» Problem to work on
Write out each line of the entries below that holds the word "contains".

----------

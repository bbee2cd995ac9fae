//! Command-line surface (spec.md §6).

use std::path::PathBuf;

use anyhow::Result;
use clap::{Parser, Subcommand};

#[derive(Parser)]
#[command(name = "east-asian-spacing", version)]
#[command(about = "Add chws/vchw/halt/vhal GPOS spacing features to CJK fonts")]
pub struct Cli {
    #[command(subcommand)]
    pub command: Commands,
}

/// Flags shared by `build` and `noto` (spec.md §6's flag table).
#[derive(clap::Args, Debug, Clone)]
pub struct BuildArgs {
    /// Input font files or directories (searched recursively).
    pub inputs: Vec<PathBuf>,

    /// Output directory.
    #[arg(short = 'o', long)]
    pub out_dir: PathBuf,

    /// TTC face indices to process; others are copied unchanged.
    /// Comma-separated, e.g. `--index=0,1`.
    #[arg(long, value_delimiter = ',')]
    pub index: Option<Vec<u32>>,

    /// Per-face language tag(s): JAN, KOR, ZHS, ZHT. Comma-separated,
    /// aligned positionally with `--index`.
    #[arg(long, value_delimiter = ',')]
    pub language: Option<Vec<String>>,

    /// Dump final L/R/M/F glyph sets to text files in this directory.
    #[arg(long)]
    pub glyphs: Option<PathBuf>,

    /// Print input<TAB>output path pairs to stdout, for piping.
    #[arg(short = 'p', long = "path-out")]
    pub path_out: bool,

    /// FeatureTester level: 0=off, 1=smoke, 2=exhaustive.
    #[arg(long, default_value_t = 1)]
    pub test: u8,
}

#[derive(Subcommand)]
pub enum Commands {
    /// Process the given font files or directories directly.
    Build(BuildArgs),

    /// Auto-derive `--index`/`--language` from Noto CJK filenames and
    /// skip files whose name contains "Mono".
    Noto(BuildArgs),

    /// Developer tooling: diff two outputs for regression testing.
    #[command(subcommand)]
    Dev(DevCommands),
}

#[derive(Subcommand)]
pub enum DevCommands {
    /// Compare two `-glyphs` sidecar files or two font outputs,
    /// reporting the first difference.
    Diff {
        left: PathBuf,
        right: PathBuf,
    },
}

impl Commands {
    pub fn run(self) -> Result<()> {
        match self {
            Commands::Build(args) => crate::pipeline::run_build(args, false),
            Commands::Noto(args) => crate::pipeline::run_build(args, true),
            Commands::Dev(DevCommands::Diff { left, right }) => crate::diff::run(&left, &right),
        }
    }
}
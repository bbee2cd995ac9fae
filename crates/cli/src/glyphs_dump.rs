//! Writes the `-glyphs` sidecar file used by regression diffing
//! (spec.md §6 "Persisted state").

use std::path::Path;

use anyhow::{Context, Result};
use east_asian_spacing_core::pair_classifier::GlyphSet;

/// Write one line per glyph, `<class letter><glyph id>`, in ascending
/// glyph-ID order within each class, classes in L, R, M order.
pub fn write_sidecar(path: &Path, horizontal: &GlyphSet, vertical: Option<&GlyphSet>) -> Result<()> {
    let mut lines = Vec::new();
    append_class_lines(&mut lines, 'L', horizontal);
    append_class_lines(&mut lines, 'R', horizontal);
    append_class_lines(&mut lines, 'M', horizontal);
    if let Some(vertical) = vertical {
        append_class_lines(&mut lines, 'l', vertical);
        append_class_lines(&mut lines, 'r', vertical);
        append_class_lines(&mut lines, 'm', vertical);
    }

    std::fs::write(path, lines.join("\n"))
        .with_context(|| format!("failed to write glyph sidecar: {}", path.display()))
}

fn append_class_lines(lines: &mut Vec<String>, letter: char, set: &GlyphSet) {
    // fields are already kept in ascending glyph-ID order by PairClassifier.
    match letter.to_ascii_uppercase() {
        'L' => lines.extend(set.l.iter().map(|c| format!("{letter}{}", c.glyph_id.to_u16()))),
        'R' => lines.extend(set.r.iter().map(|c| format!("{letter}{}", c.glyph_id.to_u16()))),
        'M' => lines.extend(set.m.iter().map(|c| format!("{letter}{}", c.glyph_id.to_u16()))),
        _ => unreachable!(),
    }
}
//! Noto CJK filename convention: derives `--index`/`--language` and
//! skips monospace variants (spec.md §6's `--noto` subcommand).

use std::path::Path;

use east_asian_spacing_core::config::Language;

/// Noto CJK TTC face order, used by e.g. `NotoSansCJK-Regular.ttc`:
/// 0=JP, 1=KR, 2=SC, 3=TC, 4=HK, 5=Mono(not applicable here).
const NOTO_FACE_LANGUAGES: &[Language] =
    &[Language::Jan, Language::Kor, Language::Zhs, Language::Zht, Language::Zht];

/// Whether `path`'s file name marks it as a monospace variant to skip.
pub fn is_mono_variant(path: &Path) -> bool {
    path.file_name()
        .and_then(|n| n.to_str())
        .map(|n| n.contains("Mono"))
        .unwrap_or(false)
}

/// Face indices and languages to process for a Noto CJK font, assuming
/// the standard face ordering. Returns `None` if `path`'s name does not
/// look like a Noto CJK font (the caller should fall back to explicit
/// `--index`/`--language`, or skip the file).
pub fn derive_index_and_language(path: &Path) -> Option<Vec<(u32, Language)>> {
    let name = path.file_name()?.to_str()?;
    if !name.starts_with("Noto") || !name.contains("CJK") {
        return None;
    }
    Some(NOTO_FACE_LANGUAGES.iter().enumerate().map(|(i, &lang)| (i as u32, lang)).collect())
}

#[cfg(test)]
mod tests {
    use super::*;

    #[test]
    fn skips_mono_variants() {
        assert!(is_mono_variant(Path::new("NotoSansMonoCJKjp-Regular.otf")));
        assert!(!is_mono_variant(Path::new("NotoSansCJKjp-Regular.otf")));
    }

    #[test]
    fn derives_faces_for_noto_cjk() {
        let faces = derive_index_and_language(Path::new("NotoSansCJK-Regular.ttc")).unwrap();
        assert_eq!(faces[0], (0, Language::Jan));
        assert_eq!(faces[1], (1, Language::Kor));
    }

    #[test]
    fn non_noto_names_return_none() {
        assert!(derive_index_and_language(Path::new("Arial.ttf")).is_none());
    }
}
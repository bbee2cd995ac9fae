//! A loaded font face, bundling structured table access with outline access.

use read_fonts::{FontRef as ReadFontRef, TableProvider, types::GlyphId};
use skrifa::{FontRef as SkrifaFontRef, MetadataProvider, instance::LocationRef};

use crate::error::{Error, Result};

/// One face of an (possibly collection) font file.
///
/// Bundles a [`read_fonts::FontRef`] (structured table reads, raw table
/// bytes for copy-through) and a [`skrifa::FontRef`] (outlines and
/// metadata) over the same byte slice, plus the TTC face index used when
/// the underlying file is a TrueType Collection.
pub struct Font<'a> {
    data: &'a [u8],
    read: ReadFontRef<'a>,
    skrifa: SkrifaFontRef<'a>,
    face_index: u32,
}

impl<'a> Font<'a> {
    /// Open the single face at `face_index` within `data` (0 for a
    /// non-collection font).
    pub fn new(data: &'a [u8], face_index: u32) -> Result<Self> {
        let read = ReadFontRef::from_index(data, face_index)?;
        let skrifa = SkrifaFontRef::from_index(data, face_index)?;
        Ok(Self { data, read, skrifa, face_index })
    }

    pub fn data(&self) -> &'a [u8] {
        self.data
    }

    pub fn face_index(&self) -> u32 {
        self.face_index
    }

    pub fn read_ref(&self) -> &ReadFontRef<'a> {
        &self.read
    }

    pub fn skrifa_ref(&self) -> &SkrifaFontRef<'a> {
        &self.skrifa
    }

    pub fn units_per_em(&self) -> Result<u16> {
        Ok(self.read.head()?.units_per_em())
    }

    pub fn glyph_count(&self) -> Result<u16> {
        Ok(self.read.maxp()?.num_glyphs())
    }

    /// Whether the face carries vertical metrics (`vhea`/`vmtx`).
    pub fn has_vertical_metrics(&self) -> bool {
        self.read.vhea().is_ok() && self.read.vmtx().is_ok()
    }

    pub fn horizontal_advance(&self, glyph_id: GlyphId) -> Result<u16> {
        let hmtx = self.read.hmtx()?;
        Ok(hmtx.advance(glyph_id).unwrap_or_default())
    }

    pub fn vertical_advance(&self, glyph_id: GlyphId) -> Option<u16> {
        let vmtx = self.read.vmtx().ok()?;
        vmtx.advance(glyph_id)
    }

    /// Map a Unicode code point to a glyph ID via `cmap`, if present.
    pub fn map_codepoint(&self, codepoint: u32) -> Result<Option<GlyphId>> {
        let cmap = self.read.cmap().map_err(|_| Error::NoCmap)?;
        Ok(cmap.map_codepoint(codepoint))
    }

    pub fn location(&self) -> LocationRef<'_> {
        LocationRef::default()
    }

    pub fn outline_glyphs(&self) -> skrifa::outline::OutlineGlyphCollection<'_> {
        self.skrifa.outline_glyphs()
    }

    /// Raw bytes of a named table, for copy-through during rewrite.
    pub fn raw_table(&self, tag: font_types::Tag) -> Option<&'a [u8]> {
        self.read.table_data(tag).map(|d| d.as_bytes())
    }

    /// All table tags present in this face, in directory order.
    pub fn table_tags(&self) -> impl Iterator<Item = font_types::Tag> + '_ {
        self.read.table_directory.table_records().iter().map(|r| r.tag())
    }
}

----------

» Task response
    /// skip files whose name contains "Mono".
        .map(|n| n.contains("Mono"))
    if !name.starts_with("Noto") || !name.contains("CJK") {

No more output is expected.